### TASK TO CARRY OUT
Check every line of the data and copy the ones where "levels" appears.

**** PROVIDED RECORDS ****

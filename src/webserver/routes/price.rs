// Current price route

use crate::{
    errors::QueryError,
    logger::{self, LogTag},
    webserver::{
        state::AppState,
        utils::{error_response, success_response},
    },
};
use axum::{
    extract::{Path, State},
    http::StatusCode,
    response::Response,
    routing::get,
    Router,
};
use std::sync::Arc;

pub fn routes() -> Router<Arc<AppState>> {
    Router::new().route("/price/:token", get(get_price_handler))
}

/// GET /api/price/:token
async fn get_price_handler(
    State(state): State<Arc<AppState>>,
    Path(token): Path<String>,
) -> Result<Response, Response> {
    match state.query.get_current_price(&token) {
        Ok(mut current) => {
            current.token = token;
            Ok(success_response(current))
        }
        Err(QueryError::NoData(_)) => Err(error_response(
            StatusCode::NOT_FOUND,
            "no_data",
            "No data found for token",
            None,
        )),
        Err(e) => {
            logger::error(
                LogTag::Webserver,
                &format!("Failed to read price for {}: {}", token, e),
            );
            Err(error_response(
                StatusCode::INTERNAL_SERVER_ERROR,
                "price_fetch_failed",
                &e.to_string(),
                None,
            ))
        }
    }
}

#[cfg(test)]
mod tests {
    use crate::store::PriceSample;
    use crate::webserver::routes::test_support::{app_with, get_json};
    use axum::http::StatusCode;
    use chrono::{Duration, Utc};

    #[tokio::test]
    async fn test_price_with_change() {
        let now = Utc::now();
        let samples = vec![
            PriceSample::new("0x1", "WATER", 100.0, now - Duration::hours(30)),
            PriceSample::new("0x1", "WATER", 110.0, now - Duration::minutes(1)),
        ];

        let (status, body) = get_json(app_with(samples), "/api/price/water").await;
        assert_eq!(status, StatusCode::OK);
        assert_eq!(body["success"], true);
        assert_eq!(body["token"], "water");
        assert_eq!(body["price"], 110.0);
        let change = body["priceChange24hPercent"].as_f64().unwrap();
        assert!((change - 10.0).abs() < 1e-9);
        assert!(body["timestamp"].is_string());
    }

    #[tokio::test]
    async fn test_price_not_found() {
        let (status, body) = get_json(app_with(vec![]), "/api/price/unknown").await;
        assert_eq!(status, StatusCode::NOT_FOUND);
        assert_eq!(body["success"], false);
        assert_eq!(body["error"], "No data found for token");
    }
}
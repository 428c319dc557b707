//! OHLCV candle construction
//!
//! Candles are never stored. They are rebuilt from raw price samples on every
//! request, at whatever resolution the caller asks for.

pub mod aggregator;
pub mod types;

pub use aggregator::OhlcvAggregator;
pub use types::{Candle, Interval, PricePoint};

****
**** PROVIDED RECORDS ****

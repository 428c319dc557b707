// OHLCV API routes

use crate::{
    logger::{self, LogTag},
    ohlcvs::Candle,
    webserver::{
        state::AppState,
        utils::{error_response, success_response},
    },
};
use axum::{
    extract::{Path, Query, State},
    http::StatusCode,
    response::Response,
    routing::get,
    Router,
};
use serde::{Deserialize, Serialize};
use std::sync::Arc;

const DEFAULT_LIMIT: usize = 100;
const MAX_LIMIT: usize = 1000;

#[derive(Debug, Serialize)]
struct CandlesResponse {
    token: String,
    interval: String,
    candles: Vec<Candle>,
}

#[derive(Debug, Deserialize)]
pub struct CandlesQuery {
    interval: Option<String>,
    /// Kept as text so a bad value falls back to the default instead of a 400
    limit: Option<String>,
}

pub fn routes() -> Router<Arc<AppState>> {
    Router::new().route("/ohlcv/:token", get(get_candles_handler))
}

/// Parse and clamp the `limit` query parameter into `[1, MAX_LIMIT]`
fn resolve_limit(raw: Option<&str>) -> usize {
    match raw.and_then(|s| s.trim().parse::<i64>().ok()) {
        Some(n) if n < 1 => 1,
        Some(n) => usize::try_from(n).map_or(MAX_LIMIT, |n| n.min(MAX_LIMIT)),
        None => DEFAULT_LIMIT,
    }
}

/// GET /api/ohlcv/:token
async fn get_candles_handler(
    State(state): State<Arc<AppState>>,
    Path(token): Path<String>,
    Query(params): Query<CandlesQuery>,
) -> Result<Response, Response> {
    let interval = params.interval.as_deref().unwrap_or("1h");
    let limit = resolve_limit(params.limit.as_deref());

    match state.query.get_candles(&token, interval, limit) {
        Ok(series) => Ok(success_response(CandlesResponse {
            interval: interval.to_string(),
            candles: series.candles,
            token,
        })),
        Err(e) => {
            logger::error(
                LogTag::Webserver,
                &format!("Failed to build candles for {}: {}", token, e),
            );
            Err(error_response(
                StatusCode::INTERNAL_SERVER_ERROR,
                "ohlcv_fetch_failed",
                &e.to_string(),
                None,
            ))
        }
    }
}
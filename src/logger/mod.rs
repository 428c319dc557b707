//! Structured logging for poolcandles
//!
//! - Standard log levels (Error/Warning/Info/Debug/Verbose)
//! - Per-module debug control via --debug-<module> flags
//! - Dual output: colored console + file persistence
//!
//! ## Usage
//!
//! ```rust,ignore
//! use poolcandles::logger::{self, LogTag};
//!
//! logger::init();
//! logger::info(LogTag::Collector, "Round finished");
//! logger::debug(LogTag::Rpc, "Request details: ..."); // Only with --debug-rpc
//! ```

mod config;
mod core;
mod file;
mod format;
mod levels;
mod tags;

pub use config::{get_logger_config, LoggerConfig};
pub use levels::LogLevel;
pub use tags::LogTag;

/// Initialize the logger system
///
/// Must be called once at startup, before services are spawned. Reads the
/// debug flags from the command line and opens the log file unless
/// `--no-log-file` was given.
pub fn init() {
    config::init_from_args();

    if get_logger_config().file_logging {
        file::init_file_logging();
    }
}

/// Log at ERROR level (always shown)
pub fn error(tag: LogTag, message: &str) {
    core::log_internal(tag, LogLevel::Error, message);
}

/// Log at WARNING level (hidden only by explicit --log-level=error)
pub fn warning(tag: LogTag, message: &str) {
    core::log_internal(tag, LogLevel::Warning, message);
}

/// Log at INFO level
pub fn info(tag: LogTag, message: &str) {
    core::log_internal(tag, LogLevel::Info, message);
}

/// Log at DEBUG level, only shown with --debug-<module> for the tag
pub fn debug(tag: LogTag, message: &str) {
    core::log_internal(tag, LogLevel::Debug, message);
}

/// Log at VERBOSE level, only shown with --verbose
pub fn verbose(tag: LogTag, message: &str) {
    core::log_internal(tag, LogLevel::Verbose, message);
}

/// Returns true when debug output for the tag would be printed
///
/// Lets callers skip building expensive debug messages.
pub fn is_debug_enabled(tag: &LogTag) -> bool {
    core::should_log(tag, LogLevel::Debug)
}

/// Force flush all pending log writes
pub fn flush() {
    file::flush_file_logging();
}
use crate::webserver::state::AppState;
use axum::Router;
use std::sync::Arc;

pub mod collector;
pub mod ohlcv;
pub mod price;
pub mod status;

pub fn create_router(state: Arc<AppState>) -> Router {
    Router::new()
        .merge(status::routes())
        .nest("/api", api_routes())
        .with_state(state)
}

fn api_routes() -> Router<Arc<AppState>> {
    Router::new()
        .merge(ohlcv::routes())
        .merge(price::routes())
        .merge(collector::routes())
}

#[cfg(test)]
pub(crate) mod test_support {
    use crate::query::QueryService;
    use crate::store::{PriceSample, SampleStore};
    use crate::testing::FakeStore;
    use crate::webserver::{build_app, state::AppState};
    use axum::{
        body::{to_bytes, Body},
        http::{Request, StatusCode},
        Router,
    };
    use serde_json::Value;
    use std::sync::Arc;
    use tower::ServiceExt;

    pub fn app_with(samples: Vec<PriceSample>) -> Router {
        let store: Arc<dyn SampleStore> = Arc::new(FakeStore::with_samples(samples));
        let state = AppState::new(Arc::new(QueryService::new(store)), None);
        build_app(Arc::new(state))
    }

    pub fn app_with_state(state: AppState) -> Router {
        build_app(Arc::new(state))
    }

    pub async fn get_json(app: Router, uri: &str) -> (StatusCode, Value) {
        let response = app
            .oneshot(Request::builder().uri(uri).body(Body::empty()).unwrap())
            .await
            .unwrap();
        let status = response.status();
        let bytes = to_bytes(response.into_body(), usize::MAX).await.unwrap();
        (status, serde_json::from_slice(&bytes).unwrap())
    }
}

****

### EXERCISE ANSWER
//! - Standard log levels (Error/Warning/Info/Debug/Verbose)
mod levels;
pub use levels::LogLevel;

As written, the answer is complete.